Relatively regular reports of trees dying in various parts of Gauteng have emerged during the course of the past five years. Some of these have been referred to the tree health specialists at FABI (Forestry and Agricultural Biotechnology Institute) at the University of Pretoria (UP). These reports have also come at a time when the invasive wood-boring Polyphagous Shothole Borer (PSHB) has become well-known in Gauteng and elsewhere in South Africa. The consequence is that tree death is now commonly attributed to the PSHB.
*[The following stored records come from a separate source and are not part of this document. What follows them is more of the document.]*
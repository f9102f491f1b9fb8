use crate::chunker::{
    load_boilerplate_pairs, DdlChunker, HistoricalQuestionChunker, Instruction, InstructionsChunker, MdlChunker,
    ProjectMetaChunker, SqlPair, SqlPairsChunker, TableDescriptionChunker,
};
use crate::cleaner::DocumentCleaner;
use crate::embedder::{embedder_from_config, DocumentEmbedder};
use crate::mdl::validate_mdl;
use crate::writer::AsyncDocumentWriter;
use derive_builder::Builder;
use futures::future::try_join_all;
use mdl_index_common::{CollectionKind, Document, IndexError, Result, StoreBackend, SystemConfig};
use mdl_index_storage::{DocumentStore, DuplicatePolicy, InMemoryDocumentStore, MetadataFilter, QdrantDocumentStore};
use std::collections::BTreeMap;
use std::fmt;
use std::path::PathBuf;
use std::sync::Arc;
use strum::IntoEnumIterator;
use tracing::{debug, info};

#[derive(Debug, Clone, PartialEq, Builder)]
pub struct IndexingOptions {
    /// Columns per `TABLE_COLUMNS` chunk
    #[builder(default = "50")]
    pub column_batch_size: usize,
    #[builder(default)]
    pub duplicate_policy: DuplicatePolicy,
    /// JSON file of boilerplate SQL pairs
    #[builder(default, setter(into, strip_option))]
    pub sql_pairs_path: Option<PathBuf>,
}

impl Default for IndexingOptions {
    fn default() -> Self {
        Self {
            column_batch_size: 50,
            duplicate_policy: DuplicatePolicy::default(),
            sql_pairs_path: None,
        }
    }
}

/// Documents written per collection
#[derive(Debug, Clone, Default, PartialEq, Eq)]
pub struct IndexingReport {
    pub documents: BTreeMap<CollectionKind, usize>,
}

impl IndexingReport {
    pub fn count(&self, kind: CollectionKind) -> usize {
        self.documents.get(&kind).copied().unwrap_or(0)
    }

    pub fn total(&self) -> usize {
        self.documents.values().sum()
    }
}

impl fmt::Display for IndexingReport {
    fn fmt(&self, f: &mut fmt::Formatter<'_>) -> fmt::Result {
        let parts: Vec<String> = self
            .documents
            .iter()
            .map(|(kind, count)| format!("{}={}", kind, count))
            .collect();
        write!(f, "{}", parts.join(", "))
    }
}

/// Chunks, embeds and stores everything derived from an MDL and its SQL knowledge
pub struct IndexingPipeline {
    stores: BTreeMap<CollectionKind, Arc<dyn DocumentStore>>,
    embedder: DocumentEmbedder,
    options: IndexingOptions,
}

impl IndexingPipeline {
    /// Every [`CollectionKind`] needs a store.
    pub fn new(
        stores: BTreeMap<CollectionKind, Arc<dyn DocumentStore>>,
        embedder: DocumentEmbedder,
        options: IndexingOptions,
    ) -> Result<Self> {
        if let Some(missing) = CollectionKind::iter().find(|kind| !stores.contains_key(kind)) {
            return Err(IndexError::Config(format!("no document store for {}", missing)));
        }
        Ok(Self {
            stores,
            embedder,
            options,
        })
    }

    /// Build stores and embedder from configuration. Each kind gets its own collection.
    pub async fn from_config(config: &SystemConfig) -> Result<Self> {
        let embedder = embedder_from_config(&config.embedding).await?;
        let storage = &config.storage;

        let mut stores: BTreeMap<CollectionKind, Arc<dyn DocumentStore>> = BTreeMap::new();
        for kind in CollectionKind::iter() {
            let name = storage.collections.name_for(kind);
            let store: Arc<dyn DocumentStore> = match storage.backend {
                StoreBackend::Memory => Arc::new(InMemoryDocumentStore::new(name)),
                StoreBackend::Qdrant => Arc::new(
                    QdrantDocumentStore::connect(
                        &storage.qdrant_url,
                        storage.qdrant_api_key.as_deref(),
                        name,
                        config.embedding.dimension,
                        storage.recreate_index,
                    )
                    .await?,
                ),
            };
            debug!("Store for {}: {}", kind, name);
            stores.insert(kind, store);
        }

        let options = IndexingOptions {
            column_batch_size: config.indexing.column_batch_size,
            duplicate_policy: DuplicatePolicy::Overwrite,
            sql_pairs_path: config.indexing.sql_pairs_path.clone(),
        };
        let embedder = DocumentEmbedder::new(embedder, config.embedding.batch_size, config.embedding.concurrency);
        Self::new(stores, embedder, options)
    }

    pub fn options(&self) -> &IndexingOptions {
        &self.options
    }

    pub fn stores(&self) -> impl Iterator<Item = (CollectionKind, &Arc<dyn DocumentStore>)> {
        self.stores.iter().map(|(kind, store)| (*kind, store))
    }

    fn store(&self, kind: CollectionKind) -> Result<Arc<dyn DocumentStore>> {
        self.stores
            .get(&kind)
            .cloned()
            .ok_or_else(|| IndexError::Config(format!("no document store for {}", kind)))
    }

    fn cleaner(&self, kinds: &[CollectionKind]) -> Result<DocumentCleaner> {
        let stores = kinds.iter().map(|kind| self.store(*kind)).collect::<Result<Vec<_>>>()?;
        Ok(DocumentCleaner::new(stores))
    }

    async fn write(&self, kind: CollectionKind, documents: Vec<Document>) -> Result<(CollectionKind, usize)> {
        let writer = AsyncDocumentWriter::new(self.store(kind)?, self.options.duplicate_policy);
        let report = writer.run(documents).await?;
        Ok((kind, report.documents_written))
    }

    /// Replace every MDL-derived document of the project with chunks of `raw`.
    pub async fn index_mdl(&self, raw: &str, project_id: Option<&str>) -> Result<IndexingReport> {
        let mdl = validate_mdl(raw)?;
        info!(
            "Indexing MDL: {} models, {} views, {} relationships, {} metrics",
            mdl.models.len(),
            mdl.views.len(),
            mdl.relationships.len(),
            mdl.metrics.len()
        );

        self.cleaner(&CollectionKind::mdl_derived())?.run(project_id).await?;

        let chunkers: Vec<Box<dyn MdlChunker>> = vec![
            Box::new(DdlChunker::new(self.options.column_batch_size)),
            Box::new(TableDescriptionChunker),
            Box::new(HistoricalQuestionChunker),
            Box::new(ProjectMetaChunker),
        ];

        let mut batches = Vec::with_capacity(chunkers.len());
        for chunker in &chunkers {
            let kind = chunker.kind();
            let documents = chunker.chunk(&mdl, project_id);
            debug!("{} chunks for {}", documents.len(), kind);
            let documents = if kind.is_embedded() {
                self.embedder.embed_documents(documents).await?
            } else {
                documents
            };
            batches.push((kind, documents));
        }

        let written = try_join_all(batches.into_iter().map(|(kind, documents)| self.write(kind, documents))).await?;
        let report = IndexingReport {
            documents: written.into_iter().collect(),
        };
        info!("Indexed MDL: {}", report);
        Ok(report)
    }

    /// Index the boilerplate pairs matching the MDL plus `external_pairs`, replacing the
    /// project's previous pairs.
    pub async fn index_sql_pairs(
        &self,
        raw_mdl: &str,
        external_pairs: Vec<SqlPair>,
        project_id: Option<&str>,
    ) -> Result<usize> {
        let mdl = validate_mdl(raw_mdl)?;
        let mut pairs = load_boilerplate_pairs(self.options.sql_pairs_path.as_deref(), &mdl, project_id).await;
        pairs.extend(external_pairs);
        info!("Indexing {} SQL pairs", pairs.len());

        self.cleaner(&[CollectionKind::SqlPairs])?.run(project_id).await?;

        let documents = SqlPairsChunker.chunk(&pairs, project_id);
        let documents = self.embedder.embed_documents(documents).await?;
        let (_, written) = self.write(CollectionKind::SqlPairs, documents).await?;
        Ok(written)
    }

    pub async fn delete_sql_pairs(&self, ids: &[String], project_id: Option<&str>) -> Result<()> {
        if ids.is_empty() {
            return Ok(());
        }
        info!("Deleting {} SQL pairs", ids.len());
        let filter = MetadataFilter::for_project(project_id).any_of("sql_pair_id", ids.iter().cloned());
        self.cleaner(&[CollectionKind::SqlPairs])?.run_with_filter(&filter).await
    }

    /// Re-index instructions; earlier documents of the same instruction ids are removed first.
    pub async fn index_instructions(&self, instructions: &[Instruction], project_id: Option<&str>) -> Result<usize> {
        let ids: Vec<String> = instructions.iter().map(|i| i.id.clone()).collect();
        self.delete_instructions(&ids, project_id).await?;

        let documents = InstructionsChunker.chunk(instructions, project_id);
        info!("Indexing {} instructions as {} documents", instructions.len(), documents.len());
        let documents = self.embedder.embed_documents(documents).await?;
        let (_, written) = self.write(CollectionKind::Instructions, documents).await?;
        Ok(written)
    }

    pub async fn delete_instructions(&self, ids: &[String], project_id: Option<&str>) -> Result<()> {
        if ids.is_empty() {
            return Ok(());
        }
        let filter = MetadataFilter::for_project(project_id).any_of("instruction_id", ids.iter().cloned());
        self.cleaner(&[CollectionKind::Instructions])?.run_with_filter(&filter).await
    }

    /// Remove the project's documents from every store, or everything without a project.
    pub async fn clean(&self, project_id: Option<&str>) -> Result<()> {
        let kinds: Vec<CollectionKind> = self.stores.keys().copied().collect();
        self.cleaner(&kinds)?.run(project_id).await
    }
}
One of the areas where trees have been reported dying is in the Hennops river valley, where especially white stinkwood (Celtis africana) and karee (Searsia lancea) are most seriously affected. Dr Trudy Paap, who runs the disease diagnostic clinic at FABI, was recently accompanied by Prof. Mike Wingfield (founder Director of FABI) and Dr Michelle Greve, a plant ecologist in the Department of Plant and Soil Science at UP, to undertake a preliminary inspection of the problem. This visit was requested by local resident Mr Willem Snyman, who assisted the team. Although the cause of the problem is far from obvious, it is clear that large numbers of trees are dying. The inspected trees were not infested by the PSHB, suggesting an alternative cause for the decline. The fact that more than one species of tree is dying and that symptoms are different on these trees, indicates an environmental problem, which could include climate change events, land use change and pollution.